Cancer development is a multistep process often starting with a single cell in which a number of epigenetic and genetic alterations have accumulated thus transforming it into a tumor cell. The progeny of such a single benign tumor cell expands in the tissue and can at some point progress to malignant tumor cells until a detectable tumor is formed. The dynamics from the early phase of a single cell to a detectable tumor with billions of tumor cells are complex and still not fully resolved, not even for the well-known prototype of multistage carcinogenesis, the adenoma-adenocarcinoma sequence of colorectal cancer. Mathematical models of such carcinogenesis are frequently tested and calibrated based on reported age-specific incidence rates of cancer, but they usually require calibration of four or more parameters due to the wide range of processes these models aim to reflect.

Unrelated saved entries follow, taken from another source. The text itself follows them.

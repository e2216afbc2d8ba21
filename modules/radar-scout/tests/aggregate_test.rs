//! Aggregation runs against mock fetchers and the in-memory store.

use std::sync::Arc;
use std::time::Duration;

use radar_common::{NewsSource, Platform};
use radar_scout::sources::NewsFetcher;
use radar_scout::testing::MockFetcher;
use radar_scout::Aggregator;
use radar_store::testing::MemoryStore;

fn aggregator(fetchers: Vec<Arc<dyn NewsFetcher>>, store: &Arc<MemoryStore>) -> Aggregator {
    Aggregator::new(fetchers, store.clone(), store.clone())
}

#[tokio::test]
async fn failing_sources_are_isolated_and_logged() {
    let store = Arc::new(MemoryStore::new());
    let fetchers: Vec<Arc<dyn NewsFetcher>> = vec![
        Arc::new(MockFetcher::titles(
            NewsSource::RedditRss,
            &[("Reddit story", "https://reddit.test/1")],
        )),
        Arc::new(MockFetcher::failing(NewsSource::HackerNews, "timeout")),
        Arc::new(MockFetcher::titles(
            NewsSource::GoogleNews,
            &[
                ("Google story", "https://google.test/1"),
                ("Another", "https://google.test/2"),
            ],
        )),
        Arc::new(MockFetcher::panicking(NewsSource::Arxiv, "bad xml")),
        Arc::new(MockFetcher::titles(
            NewsSource::VentureBeat,
            &[("VB story", "https://vb.test/1")],
        )),
    ];

    let result = aggregator(fetchers, &store).run().await;

    assert_eq!(result.sources, 5);
    assert_eq!(result.success_count, 3);
    assert_eq!(result.failure_count, 2);
    assert_eq!(result.count, 4);
    assert_eq!(result.inserted, 4);

    let mut logged = store.log_sources();
    logged.sort();
    assert_eq!(logged, vec!["arxiv", "hackernews"]);
    assert!(store.logs().iter().any(|l| l.message.contains("timeout")));

    let platforms: Vec<Platform> = store.stories().iter().map(|s| s.platform).collect();
    assert!(platforms.contains(&Platform::Reddit));
    assert!(platforms.contains(&Platform::VentureBeat));
    assert!(!platforms.contains(&Platform::HackerNews));
}

#[tokio::test]
async fn duplicate_titles_across_sources_keep_first() {
    let store = Arc::new(MemoryStore::new());
    let fetchers: Vec<Arc<dyn NewsFetcher>> = vec![
        Arc::new(MockFetcher::titles(
            NewsSource::HackerNews,
            &[("Llama 4 released", "https://hn.test/llama")],
        )),
        Arc::new(MockFetcher::titles(
            NewsSource::GoogleNews,
            &[(" llama 4 RELEASED ", "https://gn.test/llama")],
        )),
    ];

    let result = aggregator(fetchers, &store).run().await;

    assert_eq!(result.count, 1);
    let stories = store.stories();
    assert_eq!(stories.len(), 1);
    assert_eq!(stories[0].url, "https://hn.test/llama");
    assert_eq!(stories[0].content, stories[0].title);
}

#[tokio::test]
async fn same_url_keeps_the_first_stored_row() {
    let store = Arc::new(MemoryStore::new());
    let first: Vec<Arc<dyn NewsFetcher>> = vec![Arc::new(MockFetcher::titles(
        NewsSource::TheDecoder,
        &[("Original headline", "https://decoder.test/a")],
    ))];
    let second: Vec<Arc<dyn NewsFetcher>> = vec![Arc::new(MockFetcher::titles(
        NewsSource::TheDecoder,
        &[("Edited headline", "https://decoder.test/a")],
    ))];

    let run1 = aggregator(first, &store).run().await;
    let run2 = aggregator(second, &store).run().await;

    assert_eq!(run1.inserted, 1);
    assert_eq!(run2.inserted, 0);
    let stories = store.stories();
    assert_eq!(stories.len(), 1);
    assert_eq!(stories[0].title, "Original headline");
}

#[tokio::test]
async fn upsert_failure_is_logged_not_raised() {
    let store = Arc::new(MemoryStore::new());
    store.fail_story_writes(true);
    let fetchers: Vec<Arc<dyn NewsFetcher>> = vec![Arc::new(MockFetcher::titles(
        NewsSource::Marktechpost,
        &[("A story", "https://mtp.test/a")],
    ))];

    let result = aggregator(fetchers, &store).run().await;

    assert_eq!(result.success_count, 1);
    assert_eq!(result.count, 1);
    assert_eq!(result.inserted, 0);
    assert_eq!(store.log_sources(), vec!["database"]);
}

#[tokio::test]
async fn nothing_fetched_writes_nothing() {
    let store = Arc::new(MemoryStore::new());
    store.fail_story_writes(true);
    let fetchers: Vec<Arc<dyn NewsFetcher>> =
        vec![Arc::new(MockFetcher::items(NewsSource::Twint, Vec::new()))];

    let result = aggregator(fetchers, &store).run().await;

    assert_eq!(result.count, 0);
    assert!(store.logs().is_empty());
}

#[tokio::test(start_paused = true)]
async fn concurrent_run_overlaps_fetchers_sequential_does_not() {
    let make = || -> Vec<Arc<dyn NewsFetcher>> {
        vec![
            Arc::new(
                MockFetcher::titles(NewsSource::HackerNews, &[("a", "https://t/a")])
                    .with_delay(Duration::from_secs(2)),
            ),
            Arc::new(
                MockFetcher::titles(NewsSource::GoogleNews, &[("b", "https://t/b")])
                    .with_delay(Duration::from_secs(2)),
            ),
            Arc::new(
                MockFetcher::failing(NewsSource::Arxiv, "down").with_delay(Duration::from_secs(2)),
            ),
        ]
    };

    let store = Arc::new(MemoryStore::new());
    let start = tokio::time::Instant::now();
    let concurrent = aggregator(make(), &store).run().await;
    let concurrent_elapsed = start.elapsed();

    let store = Arc::new(MemoryStore::new());
    let start = tokio::time::Instant::now();
    let sequential = aggregator(make(), &store).run_sequential().await;
    let sequential_elapsed = start.elapsed();

    assert!(concurrent_elapsed < Duration::from_secs(3));
    assert!(sequential_elapsed >= Duration::from_secs(6));
    assert_eq!(concurrent.count, sequential.count);
    assert_eq!(concurrent.failure_count, 1);
    assert_eq!(sequential.failure_count, 1);
}
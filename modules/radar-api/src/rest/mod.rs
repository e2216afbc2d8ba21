pub mod news;
pub mod quiz;
pub mod scrape;
pub mod scripts;

use axum::{
    http::StatusCode,
    response::{IntoResponse, Json, Response},
};

pub(crate) fn error_response(status: StatusCode, message: impl Into<String>) -> Response {
    (status, Json(serde_json::json!({ "error": message.into() }))).into_response()
}
mod client;
pub(crate) mod types;

use anyhow::Result;
use async_trait::async_trait;

use crate::error::AiError;
use crate::traits::{Message, TextCompletion};
use client::OpenAiClient;
use types::{ChatRequest, WireMessage};

const DEFAULT_TEMPERATURE: f32 = 0.7;
const DEFAULT_MAX_TOKENS: u32 = 500;

// =============================================================================
// OpenAi
// =============================================================================

#[derive(Clone)]
pub struct OpenAi {
    api_key: String,
    pub(crate) model: String,
    temperature: f32,
    max_tokens: u32,
    base_url: Option<String>,
}

impl OpenAi {
    pub fn new(api_key: impl Into<String>, model: impl Into<String>) -> Self {
        Self {
            api_key: api_key.into(),
            model: model.into(),
            temperature: DEFAULT_TEMPERATURE,
            max_tokens: DEFAULT_MAX_TOKENS,
            base_url: None,
        }
    }

    pub fn with_base_url(mut self, url: impl Into<String>) -> Self {
        self.base_url = Some(url.into());
        self
    }

    pub fn with_temperature(mut self, temperature: f32) -> Self {
        self.temperature = temperature;
        self
    }

    pub fn with_max_tokens(mut self, max_tokens: u32) -> Self {
        self.max_tokens = max_tokens;
        self
    }

    pub(crate) fn client(&self) -> OpenAiClient {
        let client = OpenAiClient::new(&self.api_key);
        if let Some(ref url) = self.base_url {
            client.with_base_url(url)
        } else {
            client
        }
    }

    /// Chat completion over an explicit message list.
    pub async fn chat(&self, messages: &[Message]) -> Result<String> {
        if self.api_key.is_empty() {
            return Err(AiError::Config("OpenAI API key is empty".to_string()).into());
        }

        let mut request = ChatRequest::new(&self.model)
            .temperature(self.temperature)
            .max_tokens(self.max_tokens);
        for message in messages {
            request = request.message(WireMessage::from(message));
        }

        let response = self.client().chat(&request).await?;

        response
            .text()
            .ok_or_else(|| AiError::EmptyCompletion(format!("OpenAI ({})", self.model)).into())
    }
}

#[async_trait]
impl TextCompletion for OpenAi {
    fn model(&self) -> &str {
        &self.model
    }

    async fn complete(&self, prompt: &str) -> Result<String> {
        self.chat(&[Message::user(prompt)]).await
    }
}

#[cfg(test)]
mod tests {
    use super::*;

    #[test]
    fn test_openai_new() {
        let ai = OpenAi::new("sk-test", "gpt-3.5-turbo");
        assert_eq!(ai.model, "gpt-3.5-turbo");
        assert_eq!(ai.api_key, "sk-test");
        assert_eq!(ai.temperature, 0.7);
        assert_eq!(ai.max_tokens, 500);
    }

    #[test]
    fn test_openai_with_base_url() {
        let ai = OpenAi::new("sk-test", "gpt-4o").with_base_url("https://custom.api.com");
        assert_eq!(ai.base_url, Some("https://custom.api.com".to_string()));
    }

    #[tokio::test]
    async fn empty_key_fails_without_network() {
        let ai = OpenAi::new("", "gpt-3.5-turbo");
        let err = ai.complete("hello").await.unwrap_err();
        assert!(err.to_string().contains("API key is empty"));
    }
}
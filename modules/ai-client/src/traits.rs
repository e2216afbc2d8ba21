use anyhow::Result;
use async_trait::async_trait;

// =============================================================================
// Message Types
// =============================================================================

#[derive(Debug, Clone, Copy, PartialEq, Eq)]
pub enum MessageRole {
    System,
    User,
    Assistant,
}

#[derive(Debug, Clone)]
pub struct Message {
    pub role: MessageRole,
    pub content: String,
}

impl Message {
    pub fn user(content: impl Into<String>) -> Self {
        Self {
            role: MessageRole::User,
            content: content.into(),
        }
    }
}

// =============================================================================
// TextCompletion Trait
// =============================================================================

/// A backend that turns a single prompt into generated text.
///
/// Implementations return an error for an empty completion so callers can
/// treat "no text" and "request failed" the same way.
#[async_trait]
pub trait TextCompletion: Send + Sync {
    /// Model identifier sent to the provider.
    fn model(&self) -> &str;

    async fn complete(&self, prompt: &str) -> Result<String>;
}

We present a cell-based model, which focuses on the competition between wild-type and tumor cells in colonic crypts, with which we are able reproduce epidemilogical incidence rates of colon cancer. Additionally, the fraction of cancerous tumors with precancerous lesions predicted by the model agrees with clinical estimates. The match between model and reported data suggests that the fate of tumor development is dominated by the early phase of tumor growth and progression long before a tumor becomes detectable. Due to the focus on the early phase of tumor development, the model has only a single fit parameter, the replacement rate of stem cells in the crypt. We find this rate to be consistent with recent experimental estimates.